Audi, BMW und Mercedes tauschen Daten aus: Kartendienst Here spannt sein Netz auf

Einige hundertausend Autos liefern künftig Daten zum Verkehrsgeschehen, der Kartendienstleister Here sammelt sie. Das Ziel: der beste Algorithmus für autonomes Fahren.

Das selbst fahrende Auto der Zukunft denkt voraus – gefüttert mit Daten, die der Berliner Kartendienstleister Here gesammelt hat. Das ist die Vision: Die im Auto eingebauten Sensoren wissen zum Beispiel, ob, wann und wo es regnet und wie beschleunigt oder gebremst werden muss. Die Kameras an Bord lesen Verkehrsschilder, während der Fahrer vor einem nahenden Stau-Ende gewarnt wird oder Empfehlungen für einen Parkplatz erhält. Der Clou: Viele Fahrzeuge unterschiedlicher Hersteller bringen ihre gesammelten Daten auf einer Plattform zusammen, die die Fahrer sekundenschnell und millimetergenau über das Verkehrsgeschehen informiert.

Im ersten Halbjahr 2017 soll aus der Vision Realität werden. Audi, BMW und Mercedes, die Here 2015 zusammen für 2,6 Milliarden Euro gekauft haben, werden dann einen weiteren, bedeutsamen Schritt gemeinsam unternehmen: Sie lassen einige hunderttausend vernetzte Fahrzeuge Daten ihrer Sensoren austauschen, zunächst in Europa, später auch in Nordamerika. Dabei geht es unter anderem um Informationen zu Verkehrsfluss und Staus, Unfallstellen und Glatteis sowie Straßenschildern, wie das Unternehmen ankündigte. Der Service soll zunächst nur mit Daten von Audi, BMW und Mercedes-Benz an den Start gehen.
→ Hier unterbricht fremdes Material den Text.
//! PromptGate CLI, the operator's view of the governance layer.
//!
//! Commands:
//! - `config`   Validate, show, or locate the configuration
//! - `resolve`  Effective permissions and models for a set of roles
//! - `tokens`   Count tokens for a model
//! - `usage`    Token usage of one principal in the configured store

use std::path::PathBuf;

use clap::{Parser, Subcommand};
use promptgate_config::LoggingConfig;

mod commands;

#[derive(Parser)]
#[command(
    name = "promptgate",
    about = "PromptGate: quotas, capabilities, and context budgets for model access",
    version
)]
struct Cli {
    #[command(subcommand)]
    command: Commands,

    /// Config file (default: ~/.promptgate/config.toml)
    #[arg(short, long, global = true, env = "PROMPTGATE_CONFIG")]
    config: Option<PathBuf>,

    /// Enable verbose logging
    #[arg(short, long, global = true)]
    verbose: bool,
}

#[derive(Subcommand)]
enum Commands {
    /// Configuration management
    Config {
        #[command(subcommand)]
        action: ConfigAction,
    },

    /// Show what a principal holding the given roles may do
    Resolve {
        #[arg(short, long)]
        tenant: String,

        /// Role held by the principal (repeatable)
        #[arg(short, long = "role")]
        roles: Vec<String>,
    },

    /// Count tokens in a piece of text
    Tokens {
        /// Model reference used to pick the encoding
        #[arg(short, long)]
        model: String,

        text: String,
    },

    /// Show a principal's token usage for the current period
    Usage {
        #[arg(short, long)]
        tenant: String,

        #[arg(short, long)]
        principal: String,

        #[arg(short, long = "role")]
        roles: Vec<String>,
    },
}

#[derive(Subcommand)]
enum ConfigAction {
    /// Parse and validate the configuration
    Validate,
    /// Print the effective configuration as TOML
    Show,
    /// Print the configuration file path
    Path,
}

fn init_logging(verbose: bool, logging: &LoggingConfig) {
    let level = if verbose { "debug" } else { logging.level.as_str() };
    let filter = tracing_subscriber::EnvFilter::try_from_default_env()
        .unwrap_or_else(|_| tracing_subscriber::EnvFilter::new(level));
    let builder = tracing_subscriber::fmt()
        .with_env_filter(filter)
        .with_target(false)
        .with_writer(std::io::stderr);

    if logging.format == "json" {
        builder.json().init();
    } else {
        builder.init();
    }
}

#[tokio::main]
async fn main() -> Result<(), Box<dyn std::error::Error>> {
    let cli = Cli::parse();

    let loaded = commands::load_config(cli.config.as_deref());
    let logging = loaded
        .as_ref()
        .map(|c| c.logging.clone())
        .unwrap_or_default();
    init_logging(cli.verbose, &logging);

    match cli.command {
        Commands::Config { action } => match action {
            ConfigAction::Validate => commands::config_cmd::validate(loaded)?,
            ConfigAction::Show => commands::config_cmd::show(&loaded?)?,
            ConfigAction::Path => commands::config_cmd::path(cli.config.as_deref()),
        },
        Commands::Resolve { tenant, roles } => commands::resolve::run(&loaded?, &tenant, &roles)?,
        Commands::Tokens { model, text } => commands::tokens::run(&model, &text),
        Commands::Usage {
            tenant,
            principal,
            roles,
        } => commands::usage::run(&loaded?, &tenant, &principal, &roles).await?,
    }

    Ok(())
}
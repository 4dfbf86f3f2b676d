//! Counter store trait: the shared, concurrently accessed quota state.
//!
//! Quota correctness rests entirely on the store: a batch of counter checks
//! must be evaluated and incremented as one indivisible operation, on the
//! store's side. Implementations must never split the check and the
//! increment into two round trips.

use async_trait::async_trait;
use serde::{Deserialize, Serialize};

use crate::error::StoreError;

/// One counter to check and, if the whole batch passes, increment.
#[derive(Debug, Clone, PartialEq, Eq, Serialize, Deserialize)]
pub struct CounterCheck {
    /// Fully namespaced key (tenant, principal, window kind, epoch).
    pub key: String,
    /// Ceiling the counter may reach. Always non-zero: unlimited windows are
    /// filtered out before reaching the store.
    pub limit: u64,
    /// Amount to add on success.
    pub amount: u64,
    /// Unix second at which a freshly created counter expires (epoch end).
    pub expires_at: u64,
}

/// Result of an atomic check-and-increment over a batch.
#[derive(Debug, Clone, PartialEq, Eq, Serialize, Deserialize)]
pub enum CounterOutcome {
    /// Every counter passed and was incremented. Values are post-increment,
    /// in batch order.
    Admitted { values: Vec<u64> },
    /// The check at `index` failed; no counter in the batch was mutated.
    Denied {
        index: usize,
        current: u64,
        /// Seconds until the failing counter expires, 0 if unknown.
        ttl_secs: u64,
    },
}

impl CounterOutcome {
    pub fn is_admitted(&self) -> bool {
        matches!(self, Self::Admitted { .. })
    }
}

/// Shared counter store with an atomic, server-side check-and-increment.
///
/// `now` is the caller's Unix time in seconds. A counter whose `expires_at`
/// is at or before `now` is treated as absent (zero), even if the store has
/// not reclaimed it yet.
#[async_trait]
pub trait CounterStore: Send + Sync {
    /// Human-readable store name (e.g. "in_memory", "sqlite").
    fn name(&self) -> &str;

    /// Evaluate `checks` in order. The first check where
    /// `current + amount > limit` denies the whole batch without mutation;
    /// otherwise every counter is incremented, creating missing ones with
    /// their `expires_at`.
    async fn check_and_increment(
        &self,
        checks: &[CounterCheck],
        now: u64,
    ) -> Result<CounterOutcome, StoreError>;

    /// Unconditionally add `delta` (may be negative, saturating at zero).
    /// Returns the new value.
    async fn adjust(
        &self,
        key: &str,
        delta: i64,
        expires_at: u64,
        now: u64,
    ) -> Result<u64, StoreError>;

    /// Read the current value without mutating it.
    async fn current(&self, key: &str, now: u64) -> Result<u64, StoreError>;
}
Weitere Unternehmen und Behörden sollen Teil des Datennetzes werden

Doch das Datennetz soll in Zukunft noch viel weiter aufgespannt werden. Die Daten aus den Fahrzeugsensoren sollen auch für andere Autohersteller, Diensteanbieter, Smartphoneproduzenten, App-Entwickler, aber auch Gemeinden oder Straßenverkehrsbehörden zur Lizenzierung zugänglich sein. Zudem könnten auch diese ihre Informationen in die Plattform einbringen. „Schon heute zeigen wir, wie weit uns ein offener, sicherer und vor allem gemeinsamer Ansatz bringen kann. Unsere vier neuen Dienste sind erst der Anfang“, sagt Here-Chef Edzard Overbeek. Here stehe erst am Anfang.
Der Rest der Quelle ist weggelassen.